# Data Preprocessing for Gym Churn Risk Prediction

This notebook is used for data preprocessing tasks, including data cleaning, feature engineering, and preparing the dataset for model training.

In [1]:
import pandas as pd

# Load user data
users_data = pd.read_csv('../data/USERS_DATA.CSV')
subscription_plans = pd.read_csv('../data/SUBSCRIPTION_PLANS.CSV')
gym_locations = pd.read_csv('../data/GYM_LOCATIONS_DATA.CSV')

# Display the first few rows of the user data
users_data.head()

In [2]:
# Data Cleaning
# Check for missing values
missing_values = users_data.isnull().sum()
missing_values[missing_values > 0]

In [3]:
# Fill missing values or drop rows/columns as necessary
# Example: Filling missing ages with the median age
users_data['age'].fillna(users_data['age'].median(), inplace=True)

# Check the data types
users_data.dtypes

In [4]:
# Feature Engineering
# Convert sign_up_date to datetime
users_data['sign_up_date'] = pd.to_datetime(users_data['sign_up_date'])

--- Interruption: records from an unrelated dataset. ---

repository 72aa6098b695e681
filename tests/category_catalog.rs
use catalog_store::{
    config::DatabaseConfig,
    database,
    models::{ApparelDetails, Product},
    queries::{category_queries, product_queries},
};
use sqlx::SqlitePool;

async fn test_pool() -> SqlitePool {
    database::create_pool(&DatabaseConfig {
        url: "sqlite::memory:".to_string(),
        max_connections: 1,
    })
    .await
    .expect("failed to create test pool")
}

#[tokio::test]
async fn category_round_trip_and_product_listing() {
    let pool = test_pool().await;

    let category = category_queries::create_category(&pool, "Apparel", "Clothing and accessories")
        .await
        .expect("create_category failed");
    assert!(category.id > 0);

    let found = category_queries::find_by_id(&pool, category.id)
        .await
        .expect("find_by_id failed")
        .expect("category missing");
    assert_eq!(found.name, "Apparel");
    assert_eq!(found.description, "Clothing and accessories");

    let mut product = Product::apparel(
        "Hoodie",
        vec![],
        4500,
        "Zip-up hoodie",
        6,
        category.id,
        ApparelDetails {
            size: "L".to_string(),
            color: "grey".to_string(),
            garment_type: "casual".to_string(),
            material_fee: 120,
        },
    );
    product_queries::create(&pool, &mut product)
        .await
        .expect("create failed");

    let in_category = category_queries::get_products(&pool, category.id)
        .await
        .expect("get_products failed");
    assert_eq!(in_category.len(), 1);
    assert_eq!(in_category[0].id(), product.id());

    let elsewhere = category_queries::get_products(&pool, category.id + 1)
        .await
        .expect("get_products failed");
    assert!(elsewhere.is_empty());

    let all = category_queries::get_all(&pool).await.expect("get_all failed");
    assert_eq!(all.len(), 1);
}
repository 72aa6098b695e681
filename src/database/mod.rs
mod connection;

pub use connection::{check_health, create_pool};
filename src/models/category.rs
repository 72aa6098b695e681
use chrono::{DateTime, Utc};
use serde::{Deserialize, Serialize};

#[derive(Debug, Clone, Serialize, Deserialize, sqlx::FromRow)]
pub struct Category {
    pub id: i64,
    pub name: String,
    pub description: String,
    pub created_at: DateTime<Utc>,
    pub updated_at: DateTime<Utc>,
}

# Create a new feature: account_age in days
users_data['account_age_days'] = (pd.to_datetime('today') - users_data['sign_up_date']).dt.days

# Display the updated dataframe
users_data.head()

In [5]:
# Merge with subscription plans to get price information
users_data = users_data.merge(subscription_plans, on='subscription_plan', how='left')

# Display the updated dataframe
users_data.head()

In [6]:
# Save the preprocessed data for model training
users_data.to_csv('../data/preprocessed_users_data.csv', index=False)